Con Renzi l'80% dei senatori Pd e il 60-70% dei deputati. Farà gruppi suoi?

. Politica

Matteo Renzi si era preparato in caso di sconfitta e aveva preparatoria una sua sua ridotta nella quale rifugiarsi per poi potere ripartire in quella corsa, clamorosamente interrotta, in una notte di dicembre con la sconfitta al referendum. Quel referendum che aveva disegnato una vera Terza Repubblica, con un nuovo assetto istituzionale, e con la certezza di avere un solo vincitore la sera delle elezioni.

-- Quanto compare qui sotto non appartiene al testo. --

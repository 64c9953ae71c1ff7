//! Core store types.

use serde::{Deserialize, Serialize};
use std::time::SystemTime;

/// File type enumeration.
#[derive(Debug, Clone, Copy, PartialEq, Eq, Serialize, Deserialize)]
pub enum FileType {
    /// Regular file.
    File,
    /// Directory.
    Directory,
    /// Symbolic link.
    Symlink,
}

impl FileType {
    /// Returns true if this is a regular file.
    pub fn is_file(&self) -> bool {
        matches!(self, FileType::File)
    }

    /// Returns true if this is a directory.
    pub fn is_dir(&self) -> bool {
        matches!(self, FileType::Directory)
    }
}

/// File attributes (metadata).
#[derive(Debug, Clone, PartialEq, Eq, Serialize, Deserialize)]
pub struct FileAttr {
    /// Size in bytes.
    pub size: u64,
    /// File type.
    pub kind: FileType,
    /// Last modification time.
    pub mtime: SystemTime,
    /// Last access time (optional).
    pub atime: Option<SystemTime>,
    /// Creation time (optional).
    pub ctime: Option<SystemTime>,
}

impl FileAttr {
    /// Synthetic record for the store root: an empty directory at the epoch.
    pub fn root() -> Self {
        Self {
            size: 0,
            kind: FileType::Directory,
            mtime: SystemTime::UNIX_EPOCH,
            atime: Some(SystemTime::UNIX_EPOCH),
            ctime: Some(SystemTime::UNIX_EPOCH),
        }
    }

    /// Build attributes from local metadata.
    pub fn from_metadata(meta: &std::fs::Metadata) -> Self {
        let kind = if meta.is_dir() {
            FileType::Directory
        } else if meta.file_type().is_symlink() {
            FileType::Symlink
        } else {
            FileType::File
        };

        Self {
            size: meta.len(),
            kind,
            mtime: meta.modified().unwrap_or(SystemTime::UNIX_EPOCH),
            atime: meta.accessed().ok(),
            ctime: meta.created().ok(),
        }
    }

    /// Returns true if this is a regular file.
    pub fn is_file(&self) -> bool {
        self.kind.is_file()
    }

    /// Returns true if this is a directory.
    pub fn is_dir(&self) -> bool {
        self.kind.is_dir()
    }
}

/// Directory entry.
#[derive(Debug, Clone, PartialEq, Eq, Serialize, Deserialize)]
pub struct DirEntry {
    /// Entry name (not full path).
    pub name: String,
    /// Entry type.
    pub kind: FileType,
}

impl DirEntry {
    /// Create a new directory entry.
    pub fn new(name: impl Into<String>, kind: FileType) -> Self {
        Self {
            name: name.into(),
            kind,
        }
    }

    /// Create a file entry.
    pub fn file(name: impl Into<String>) -> Self {
        Self::new(name, FileType::File)
    }

    /// Create a directory entry.
    pub fn directory(name: impl Into<String>) -> Self {
        Self::new(name, FileType::Directory)
    }
}

/// How `open_write` treats an existing file.
#[derive(Debug, Clone, Copy, PartialEq, Eq, Default, Serialize, Deserialize)]
pub enum WriteMode {
    /// Replace the contents (create if missing).
    #[default]
    Truncate,
    /// Append to the contents (create if missing).
    Append,
    /// Fail with `AlreadyExists` if the file is present.
    CreateNew,
}

/// Options for copy and rename.
#[derive(Debug, Clone, Copy, PartialEq, Eq, Default)]
pub struct CopyOptions {
    /// Overwrite an existing target instead of failing.
    pub replace_existing: bool,
}

impl CopyOptions {
    /// Overwrite the target if it exists.
    pub fn replace() -> Self {
        Self {
            replace_existing: true,
        }
    }
}

/// Outcome of one eviction sweep.
#[derive(Debug, Clone, Copy, Default, PartialEq, Eq, Serialize, Deserialize)]
pub struct SweepReport {
    /// Regular files deleted.
    pub files_deleted: u64,
    /// Directories deleted.
    pub dirs_deleted: u64,
    /// Bytes released by deleted files.
    pub bytes_freed: u64,
    /// Deletions that failed and were skipped.
    pub failures: u64,
}

#[cfg(test)]
mod tests {
    use super::*;

    #[test]
    fn test_root_attr_is_epoch_directory() {
        let root = FileAttr::root();
        assert!(root.is_dir());
        assert_eq!(root.size, 0);
        assert_eq!(root.mtime, SystemTime::UNIX_EPOCH);
    }

    #[test]
    fn test_dir_entry() {
        let file = DirEntry::file("test.txt");
        assert_eq!(file.name, "test.txt");
        assert!(file.kind.is_file());

        let dir = DirEntry::directory("subdir");
        assert!(dir.kind.is_dir());
    }

    #[test]
    fn test_write_mode_default_truncates() {
        assert_eq!(WriteMode::default(), WriteMode::Truncate);
    }
}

Ma gli italiani così come fecero con Berlusconi, che pure aveva ridisegnato la Repubblica, hanno detto di no. Nulla da lamentarsi quindi dell'attuale situazione, e' stata voluta più dagli italiani che dal Rosatellum, la nuova legge elettorale, resasi necessaria dopo il fallimento di quell'Italicum, sistema ideato in accoppiato con il referendum, e cosa unica nella storia, approvato definitivamente ma mai adottato. Certo che gli antirenziani ora rischiano molto, rischiano di portare il Pd ad essere un piccolo partito sotto il dieci per centro. Non contano gli appelli dei padri nobili, ormai tramontati agli occhi degli elettori. La mossa successiva di Renzi a quelli di sui suoi gruppi parlamentari, sempre che effettivamente li faccia, e' un suo partito. Che non e' difficile immaginare con più voti dello stesso Pd, che finirebbe alla sbando.